Businesswomen Are Ready For 2014

Sima Tabib and Malika Qaneh
Sima Tabib and Malika Qaneh
USAID's FAIDA
From cottage industry to big business, Afghanistan’s women entrepreneurs say they are ready to stand on their own.
13 DECEMBER 2012 | KABUL, AFGHANISTAN
 
“We are ready for the future! Maw tars nadaraim (We are not afraid)” declared Sima Tabib, head of Aziz National Furniture and one of Afghanistan’s most respected business leaders.
 
Mrs Tabib’s feisty assertion was echoed by five other women entrepreneurs when they met Anwar ul Haq Ahadi, minister of commerce in mid-October. The minister had called the meeting to ask Afghanistan’s small but significant women business community for its perspective on the imminent withdrawal of NATO forces.
 
Though the women expressed some concern about the post-2014 security situation, they insisted that they were optimistic overall. Malika Qaneh, president of SunPharma, Afghanistan’s first pharmaceutical company owned by a woman, said: “What could be worse than the Taliban era? I have lived through the war and have seen it all. I have established my own business six years ago.

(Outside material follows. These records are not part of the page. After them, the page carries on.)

use super::Mark;

#[derive(Debug, Clone, Copy, PartialEq, Eq, Hash, serde::Serialize)]
pub enum Cell {
    Empty,
    X,
    O,
}

impl Cell {
    /// The mark occupying this cell, if any
    pub fn mark(self) -> Option<Mark> {
        match self {
            Cell::Empty => None,
            Cell::X => Some(Mark::X),
            Cell::O => Some(Mark::O),
        }
    }

    pub fn is_empty(self) -> bool {
        self == Cell::Empty
    }
}

/// Fixed-size cell storage shared by both board variants.
///
/// The grid knows nothing about placement rules; the variants in
/// [`super::tictactoe`] and [`super::connect_four`] decide which cell a move
/// resolves to.
#[derive(Debug, Clone, Copy, PartialEq, Eq)]
pub struct Grid<const ROWS: usize, const COLS: usize> {
    cells: [[Cell; COLS]; ROWS],
}

impl<const ROWS: usize, const COLS: usize> Grid<ROWS, COLS> {
    /// Create a new empty grid
    pub fn new() -> Self {
        Grid {
            cells: [[Cell::Empty; COLS]; ROWS],
        }
    }

    /// Get the cell at a specific position
    pub fn get(&self, row: usize, col: usize) -> Cell {
        self.cells[row][col]
    }

    pub(crate) fn set(&mut self, row: usize, col: usize, cell: Cell) {
        self.cells[row][col] = cell;
    }

    pub fn empty_count(&self) -> usize {
        self.cells
            .iter()
            .flatten()
            .filter(|cell| cell.is_empty())
            .count()
    }
}

impl<const ROWS: usize, const COLS: usize> Default for Grid<ROWS, COLS> {
    fn default() -> Self {
        Self::new()
    }
}
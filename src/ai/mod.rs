//! The automated opponent: alpha-beta search and tie-breaking among equally
//! good moves.

mod search;
mod tie_break;

pub use search::{Scoring, SearchPolicy, SearchResult, Searcher};
pub use tie_break::{FirstTieBreak, RandomTieBreak, TieBreak};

People will always need medicines and my company will be here for many years beyond 2014. We will thrive.”
 
Her optimism was shared by Soraya Saifi, president of Sha Saifi Corporation and Roya Maboob, founder and CEO of Afghan Citadel Software Company.
 
Bakht Nazir Niazi, who exports fine Afghan jewelry to the US and Europe, said that USAID and the Commerce Ministry were instrumental in getting her started in 2003, but “I believe businesswomen in Afghanistan can now stand on their own.”
 
She added that, “However, we do need more support especially in organizing a women’s business group that can speak strongly for us and represent our interests before the government and the international community.”
 
Kamela Sediqi, president of Kaweyan Business Consulting, agreed that Afghanistan’s businesswomen “need the structure to be put in place now. There is no formal group at the moment that looks after the interests of businesswomen.”
 
The six were part of the 13-strong group of women entrepreneurs identified by USAID to attend the Delhi Investment Summit in June 2012. The group has since become an informal sounding board on important issues relating to business and investment in Afghanistan.